START Materials provided

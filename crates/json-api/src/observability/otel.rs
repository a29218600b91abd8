//! OTLP trace export.

use opentelemetry::KeyValue;
use opentelemetry_otlp::WithExportConfig;
use opentelemetry_sdk::{
    Resource,
    trace::{RandomIdGenerator, Sampler, SdkTracerProvider},
};

use crate::config::observability::ObservabilityConfig;

use super::ObservabilityError;

pub(super) fn build_tracer_provider(
    config: &ObservabilityConfig,
) -> Result<SdkTracerProvider, ObservabilityError> {
    let resource = Resource::builder_empty()
        .with_service_name(config.otel_service_name.clone())
        .with_attributes([
            KeyValue::new("service.version", config.otel_service_version.clone()),
            KeyValue::new(
                "deployment.environment.name",
                config.otel_deployment_environment.clone(),
            ),
        ])
        .build();

    let exporter = opentelemetry_otlp::SpanExporter::builder()
        .with_tonic()
        .with_endpoint(config.otel_exporter_otlp_endpoint.clone())
        .with_timeout(config.otlp_timeout())
        .build()?;

    Ok(SdkTracerProvider::builder()
        .with_sampler(sampler(config.otel_trace_sample_ratio))
        .with_id_generator(RandomIdGenerator::default())
        .with_resource(resource)
        .with_batch_exporter(exporter)
        .build())
}

/// Parent-based so a sampled upstream trace is never cut in half.
fn sampler(ratio: f64) -> Sampler {
    Sampler::ParentBased(Box::new(Sampler::TraceIdRatioBased(ratio.clamp(0.0, 1.0))))
}

#[cfg(test)]
mod tests {
    use super::*;

    #[test]
    fn sampler_clamps_ratio() {
        let rendered = format!("{:?}", sampler(7.5));

        assert!(rendered.contains("1.0"), "ratio should clamp to 1.0: {rendered}");
    }
}
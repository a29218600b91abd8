//! Graceful shutdown on Ctrl+C or SIGTERM

use std::io;

use salvo::server::ServerHandle;
use thiserror::Error;
use tokio::signal;
use tracing::info;

#[derive(Debug, Error)]
pub(crate) enum ShutdownSignalError {
    #[error("failed to install {signal} handler: {source}")]
    Install {
        signal: &'static str,

        #[source]
        source: io::Error,
    },
}

impl ShutdownSignalError {
    fn install(signal: &'static str) -> impl FnOnce(io::Error) -> Self {
        move |source| Self::Install { signal, source }
    }
}

#[cfg(unix)]
async fn terminate() -> Result<(), ShutdownSignalError> {
    use tokio::signal::unix::{SignalKind, signal as unix_signal};

    unix_signal(SignalKind::terminate())
        .map_err(ShutdownSignalError::install("SIGTERM"))?
        .recv()
        .await;

    Ok(())
}

#[cfg(not(unix))]
async fn terminate() -> Result<(), ShutdownSignalError> {
    std::future::pending().await
}

/// Wait for a stop signal, then let in-flight requests finish.
pub(crate) async fn listen(handle: ServerHandle) -> Result<(), ShutdownSignalError> {
    let received = tokio::select! {
        result = signal::ctrl_c() => {
            result.map_err(ShutdownSignalError::install("Ctrl+C"))?;

            "ctrl_c"
        }
        result = terminate() => {
            result?;

            "terminate"
        }
    };

    info!(signal = received, "shutdown signal received, draining requests");

    handle.stop_graceful(None);

    Ok(())
}
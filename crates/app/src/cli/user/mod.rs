//! `user` subcommands

use clap::{Args, Subcommand};

mod create;

/// Manage order owners
#[derive(Debug, Args)]
pub(crate) struct UserCommand {
    #[command(subcommand)]
    action: UserAction,
}

#[derive(Debug, Subcommand)]
enum UserAction {
    /// Register a user that tokens can be issued to
    Create(create::CreateUserArgs),
}

pub(crate) async fn run(command: UserCommand) -> Result<(), String> {
    let UserAction::Create(args) = command.action;

    create::run(args).await
}
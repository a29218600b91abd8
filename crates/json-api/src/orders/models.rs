//! Order wire models

use salvo::oapi::ToSchema;
use serde::{Deserialize, Serialize};
use uuid::Uuid;

use threadline_app::domain::orders::records::{OrderRecord, OrderStatus, OrderUuid};

#[derive(Debug, Clone, Copy, PartialEq, Eq, Serialize, Deserialize, ToSchema)]
pub(crate) enum OrderStatusDto {
    Pending,

    #[serde(rename = "In Progress")]
    InProgress,

    Completed,
}

impl From<OrderStatus> for OrderStatusDto {
    fn from(status: OrderStatus) -> Self {
        match status {
            OrderStatus::Pending => Self::Pending,
            OrderStatus::InProgress => Self::InProgress,
            OrderStatus::Completed => Self::Completed,
        }
    }
}

impl From<OrderStatusDto> for OrderStatus {
    fn from(status: OrderStatusDto) -> Self {
        match status {
            OrderStatusDto::Pending => Self::Pending,
            OrderStatusDto::InProgress => Self::InProgress,
            OrderStatusDto::Completed => Self::Completed,
        }
    }
}

#[derive(Debug, Serialize, Deserialize, ToSchema)]
pub(crate) struct OrderResponse {
    pub id: Uuid,

    /// The user who created the order
    pub owner: Uuid,

    pub product: String,

    pub quantity: u32,

    pub status: OrderStatusDto,

    /// Decimal amount, e.g. `"59.97"`
    pub total: String,

    pub notes: Option<String>,

    pub created_at: String,

    pub updated_at: String,
}

impl From<OrderRecord> for OrderResponse {
    fn from(order: OrderRecord) -> Self {
        Self {
            id: order.uuid.into(),
            owner: order.owner.into(),
            product: order.product,
            quantity: order.quantity,
            status: order.status.into(),
            total: order.total.to_string(),
            notes: order.notes,
            created_at: order.created_at.to_string(),
            updated_at: order.updated_at.to_string(),
        }
    }
}

/// A single order when `id` is given, otherwise the caller's orders.
#[derive(Debug, Serialize, Deserialize, ToSchema)]
#[serde(untagged)]
pub(crate) enum OrdersResponse {
    One(OrderResponse),
    Many(Vec<OrderResponse>),
}

#[derive(Debug, Serialize, Deserialize, ToSchema)]
pub(crate) struct MessageResponse {
    pub message: String,
}

impl MessageResponse {
    pub(crate) fn new(message: &str) -> Self {
        Self {
            message: message.to_string(),
        }
    }
}

/// An `id` query parameter that is blank counts as absent.
pub(crate) fn present_order_id(id: Option<String>) -> Option<String> {
    id.filter(|id| !id.trim().is_empty())
}

/// A malformed id cannot name any order, so it is treated as an unknown one.
pub(crate) fn parse_order_id(id: &str) -> Option<OrderUuid> {
    id.trim().parse().ok()
}
use clap::Args;
use jiff::Timestamp;
use threadline_app::{auth::PgAuthRepository, database, domain::users::records::UserUuid};
use uuid::Uuid;

#[derive(Debug, Args)]
pub(crate) struct ListTokensArgs {
    /// PostgreSQL connection string
    #[arg(long, env = "DATABASE_URL", hide_env_values = true)]
    database_url: String,

    /// User whose tokens should be listed
    #[arg(long)]
    user_uuid: Uuid,
}

fn or_label(value: Option<Timestamp>, label: &str) -> String {
    value.map_or_else(|| label.to_string(), |value| value.to_string())
}

pub(crate) async fn run(args: ListTokensArgs) -> Result<(), String> {
    let pool = database::connect(&args.database_url)
        .await
        .map_err(|error| format!("failed to connect to database: {error}"))?;

    let tokens = PgAuthRepository::new(pool)
        .list_api_tokens_by_user(UserUuid::from_uuid(args.user_uuid))
        .await
        .map_err(|error| format!("failed to list tokens: {error}"))?;

    if tokens.is_empty() {
        println!("no tokens found for user {}", args.user_uuid);
        return Ok(());
    }

    for token in tokens {
        println!("token_uuid: {}", token.uuid);
        println!("token_version: {}", token.version.as_i16());
        println!("created_at: {}", token.created_at);
        println!("last_used_at: {}", or_label(token.last_used_at, "never"));
        println!("expires_at: {}", or_label(token.expires_at, "none"));
        println!("revoked_at: {}", or_label(token.revoked_at, "active"));
        println!();
    }

    Ok(())
}
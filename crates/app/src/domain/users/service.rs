//! Users service.

use async_trait::async_trait;
use mockall::automock;
use sqlx::PgPool;

use crate::domain::users::{
    data::NewUser,
    errors::UsersServiceError,
    records::{UserRecord, UserUuid},
    repository::PgUsersRepository,
};

#[derive(Debug, Clone)]
pub struct PgUsersService {
    repository: PgUsersRepository,
}

impl PgUsersService {
    #[must_use]
    pub fn new(pool: PgPool) -> Self {
        Self {
            repository: PgUsersRepository::new(pool),
        }
    }
}

#[async_trait]
impl UsersService for PgUsersService {
    async fn create_user(&self, user: NewUser) -> Result<UserRecord, UsersServiceError> {
        self.repository.create_user(user).await.map_err(Into::into)
    }

    async fn get_user(&self, user: UserUuid) -> Result<UserRecord, UsersServiceError> {
        self.repository.get_user(user).await.map_err(Into::into)
    }
}

#[automock]
#[async_trait]
/// Identities that can own orders.
pub trait UsersService: Send + Sync {
    /// Registers a new user.
    async fn create_user(&self, user: NewUser) -> Result<UserRecord, UsersServiceError>;

    /// Looks up a single user.
    async fn get_user(&self, user: UserUuid) -> Result<UserRecord, UsersServiceError>;
}
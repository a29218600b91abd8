use clap::Args;
use threadline_app::{auth::PgAuthRepository, database};
use uuid::Uuid;

#[derive(Debug, Args)]
pub(crate) struct RevokeTokenArgs {
    /// PostgreSQL connection string
    #[arg(long, env = "DATABASE_URL", hide_env_values = true)]
    database_url: String,

    /// Token to revoke
    #[arg(long)]
    token_uuid: Uuid,
}

pub(crate) async fn run(args: RevokeTokenArgs) -> Result<(), String> {
    let pool = database::connect(&args.database_url)
        .await
        .map_err(|error| format!("failed to connect to database: {error}"))?;

    let revoked = PgAuthRepository::new(pool)
        .revoke_api_token(args.token_uuid)
        .await
        .map_err(|error| format!("failed to revoke token: {error}"))?;

    match revoked {
        Some(token_uuid) => println!("revoked token {token_uuid}"),
        None => println!("token {} was not active", args.token_uuid),
    }

    Ok(())
}
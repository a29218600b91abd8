//! Threadline JSON API Server

use std::process;

use salvo::prelude::*;
use tracing::{error, info};

use threadline_app::{auth::OpenBaoClient, context::AppContext};

use crate::{config::ServerConfig, observability::Observability, state::State};

#[cfg(not(target_env = "msvc"))]
use tikv_jemallocator::Jemalloc;

#[cfg(not(target_env = "msvc"))]
#[global_allocator]
static GLOBAL: Jemalloc = Jemalloc;

mod auth;
mod catcher;
mod config;
mod extensions;
mod healthcheck;
mod observability;
mod orders;
mod router;
mod shutdown;
mod state;
#[cfg(test)]
mod test_helpers;

/// Threadline JSON API Server entry point
#[tokio::main]
pub async fn main() {
    let config = ServerConfig::load().unwrap_or_else(|e| {
        #[expect(
            clippy::print_stderr,
            reason = "logging not initialized yet, must use eprintln for config errors"
        )]
        {
            eprintln!("Configuration error: {e}");
        }

        process::exit(1);
    });

    let observability = Observability::init(&config).unwrap_or_else(|e| {
        #[expect(
            clippy::print_stderr,
            reason = "the subscriber failed to install, so tracing macros go nowhere"
        )]
        {
            eprintln!("Observability error: {e}");
        }

        process::exit(1);
    });

    let addr = config.server.socket_addr();

    info!("Starting server on {addr}");

    let listener = TcpListener::new(addr).bind().await;

    let openbao = OpenBaoClient::new(config.auth.into());

    let app = match AppContext::from_database_url(&config.database.database_url, openbao).await {
        Ok(app) => app,
        Err(init_error) => {
            error!("failed to initialize app context: {init_error}");

            observability.shutdown();

            process::exit(1);
        }
    };

    let server = Server::new(listener);

    let handle = server.handle();

    tokio::spawn(async move {
        if let Err(error) = shutdown::listen(handle).await {
            error!("failed to listen for shutdown signal: {error}");
        }
    });

    server.serve(router::app_service(State::new(app))).await;

    info!("server stopped");

    observability.shutdown();
}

END Materials provided

▶ Task brief:
Scan the material and collect every line that contains "notes".

▶ Result of the task:
    pub notes: Option<String>,
            notes: order.notes,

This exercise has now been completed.